Since the regional bank failures in the spring of 2023, the FDIC has focused on several initiatives to improve liquidity and funding risk management at insured financial institutions. The agency continues to emphasize the importance of sound liquidity risk management practices and robust contingency funding planning for institutions to manage through liquidity stress.
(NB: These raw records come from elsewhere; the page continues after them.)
//! Application configuration and environment variable parsing.
//!
//! This module handles loading configuration settings from the environment (e.g., .env file).
//! It defines the `AppConfig` struct which carries the GitHub access token, the caller
//! domains allowed to use the service, and the endpoints and resources the service uses.

use serde::Deserialize;
use std::fmt;
use std::path::PathBuf;
use std::str::FromStr;

const DEFAULT_GITHUB_API_URL: &str = "https://api.github.com";
const DEFAULT_USERINFO_URL: &str = "https://www.googleapis.com/oauth2/v1/userinfo";
const DEFAULT_PORT: u16 = 3000;
const DEFAULT_CHART_FONT_PATH: &str = "/usr/share/fonts/truetype/dejavu/DejaVuSans.ttf";

/// A unique identifier for a GitHub repository.
#[derive(Clone, Debug, PartialEq, Eq, Hash)]
pub struct RepoId {
    /// The owner of the repository (e.g., "facebook").
    pub owner: String,
    /// The name of the repository (e.g., "react").
    pub repo: String,
}

impl fmt::Display for RepoId {
    fn fmt(&self, f: &mut fmt::Formatter<'_>) -> fmt::Result {
        write!(f, "{}/{}", self.owner, self.repo)
    }
}

/// Returned when a repository identifier is not of the form `owner/repo`.
#[derive(Debug, Clone, PartialEq, Eq, thiserror::Error)]
#[error("invalid repository identifier '{0}'")]
pub struct ParseRepoIdError(pub String);

impl FromStr for RepoId {
    type Err = ParseRepoIdError;

    fn from_str(s: &str) -> Result<Self, Self::Err> {
        let trimmed = s.trim();
        match trimmed.split_once('/') {
            Some((owner, repo))
                if !owner.trim().is_empty() && !repo.trim().is_empty() && !repo.contains('/') =>
            {
                Ok(RepoId {
                    owner: owner.trim().to_string(),
                    repo: repo.trim().to_string(),
                })
            }
            _ => Err(ParseRepoIdError(s.to_string())),
        }
    }
}

/// Application configuration loaded from environment variables.
#[derive(Clone, Debug, Deserialize)]
pub struct AppConfig {
    /// Token used to authenticate against the GitHub REST API.
    pub github_access_token: String,

    /// Email domains whose users may call the service.
    /// Expected format: comma-separated string, e.g. "example.com,example.org".
    #[serde(deserialize_with = "deserialize_domains")]
    pub google_allowed_domains: Vec<String>,

    /// Base URL of the GitHub REST API.
    #[serde(default = "default_github_api_url")]
    pub github_api_url: String,

    /// Endpoint resolving a caller's token into their identity.
    #[serde(default = "default_userinfo_url")]
    pub userinfo_url: String,

    /// Port the HTTP server binds to.
    #[serde(default = "default_port")]
    pub port: u16,

    /// TrueType font used for the chart's title and labels.
    #[serde(default = "default_chart_font_path")]
    pub chart_font_path: PathBuf,
}

fn default_github_api_url() -> String {
    DEFAULT_GITHUB_API_URL.to_string()
}

fn default_userinfo_url() -> String {
    DEFAULT_USERINFO_URL.to_string()
}

fn default_port() -> u16 {
    DEFAULT_PORT
}

fn default_chart_font_path() -> PathBuf {
    PathBuf::from(DEFAULT_CHART_FONT_PATH)
}

impl AppConfig {
    pub fn from_env() -> Result<Self, envy::Error> {
        envy::from_env()
    }

    /// Checks whether an email address belongs to one of the allowed domains.
    pub fn is_allowed_email(&self, email: &str) -> bool {
        let Some((_, domain)) = email.rsplit_once('@') else {
            return false;
        };
        self.google_allowed_domains
            .iter()
            .any(|allowed| allowed.eq_ignore_ascii_case(domain))
    }
}

fn deserialize_domains<'de, D>(deserializer: D) -> Result<Vec<String>, D::Error>
where
    D: serde::Deserializer<'de>,
{
    let s: String = Deserialize::deserialize(deserializer)?;
    Ok(parse_domains(&s))
}

fn parse_domains(s: &str) -> Vec<String> {
    s.split(',')
        .map(|part| part.trim().trim_start_matches('@').to_string())
        .filter(|part| !part.is_empty())
        .collect()
}

#[cfg(test)]
mod tests {
    use super::*;
    use serial_test::serial;
    use std::env;

    #[test]
    #[serial]
    fn test_config_from_env() {
        env::set_var("GITHUB_ACCESS_TOKEN", "ghp_test");
        env::set_var("GOOGLE_ALLOWED_DOMAINS", "example.com, @example.org");
        env::set_var("PORT", "8080");

        let config = AppConfig::from_env().expect("Failed to load config");

        assert_eq!(config.github_access_token, "ghp_test");
        assert_eq!(config.google_allowed_domains, vec!["example.com", "example.org"]);
        assert_eq!(config.github_api_url, DEFAULT_GITHUB_API_URL);
        assert_eq!(config.userinfo_url, DEFAULT_USERINFO_URL);
        assert_eq!(config.port, 8080);
        assert_eq!(config.chart_font_path, PathBuf::from(DEFAULT_CHART_FONT_PATH));

        env::remove_var("GITHUB_ACCESS_TOKEN");
        env::remove_var("GOOGLE_ALLOWED_DOMAINS");
        env::remove_var("PORT");
    }

    #[test]
    #[serial]
    fn test_config_missing_token() {
        env::remove_var("GITHUB_ACCESS_TOKEN");
        env::set_var("GOOGLE_ALLOWED_DOMAINS", "example.com");

        let result = AppConfig::from_env();
        assert!(result.is_err());

        env::remove_var("GOOGLE_ALLOWED_DOMAINS");
    }

    #[test]
    fn test_repo_id_parsing() {
        let repo: RepoId = " rust-lang/rust ".parse().unwrap();
        assert_eq!(repo.owner, "rust-lang");
        assert_eq!(repo.repo, "rust");
        assert_eq!(repo.to_string(), "rust-lang/rust");

        assert!("myrepo".parse::<RepoId>().is_err());
        assert!("/repo".parse::<RepoId>().is_err());
        assert!("owner/".parse::<RepoId>().is_err());
        assert!("a/b/c".parse::<RepoId>().is_err());
        assert!("".parse::<RepoId>().is_err());
    }

    #[test]
    fn test_allowed_email() {
        let config = AppConfig {
            github_access_token: "t".to_string(),
            google_allowed_domains: parse_domains("example.com"),
            github_api_url: default_github_api_url(),
            userinfo_url: default_userinfo_url(),
            port: default_port(),
            chart_font_path: default_chart_font_path(),
        };

        assert!(config.is_allowed_email("jane@example.com"));
        assert!(config.is_allowed_email("jane@EXAMPLE.com"));
        assert!(!config.is_allowed_email("jane@evil.com"));
        assert!(!config.is_allowed_email("not-an-email"));
    }
}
Institutions are expected to assess the stability of their funding and maintain a broad range of funding sources that can be accessed during adverse conditions.  Contingency funding plans should consider a range of stress scenarios.  The FDIC encourages institutions to incorporate the Federal Reserve’s discount window as part of their contingency funding arrangements. Effective contingency funding planning encompasses the development of operational capability to use secondary sources, including the discount window, testing these arrangements regularly, and ensuring that collateral is available.  Finally, institutions should revise their contingency plans periodically and more frequently as conditions and strategic initiatives change.  To underscore and reemphasize these points, the FDIC issued an update to the Interagency Policy Statement on Funding and Liquidity Risk Management in July 2023.15

Additionally, the FDIC continues efforts to improve the supervision of interest rate and liquidity risk management, asset growth, and reliance on uninsured and less stable deposits. While the FDIC has regularly monitored uninsured deposit trends across the banking industry, the 2023 bank failures highlight the potential vulnerabilities posed by elevated reliance on uninsured deposits.  Across the large regional banks, the FDIC relies on a combination of off-site monitoring and on-site supervisory activities to monitor uninsured deposit concentrations.  Since the 2023 bank failures, the FDIC has continued to expand our suite of tools using regulatory reporting data to assess deposit trends across individual banks, develop views of risk posed by uninsured deposits to individual banks, and prioritize supervisory activities.  The FDIC has observed many large regional banks reassessing uninsured deposit outflow assumptions used in internal liquidity stress testing informed by the outflow experiences of the bank failures in 2023. Other observations include the establishment by large regional banks of more granular depositor concentration monitoring and efforts to evaluate the impact of social media and new technologies on deposit stability. 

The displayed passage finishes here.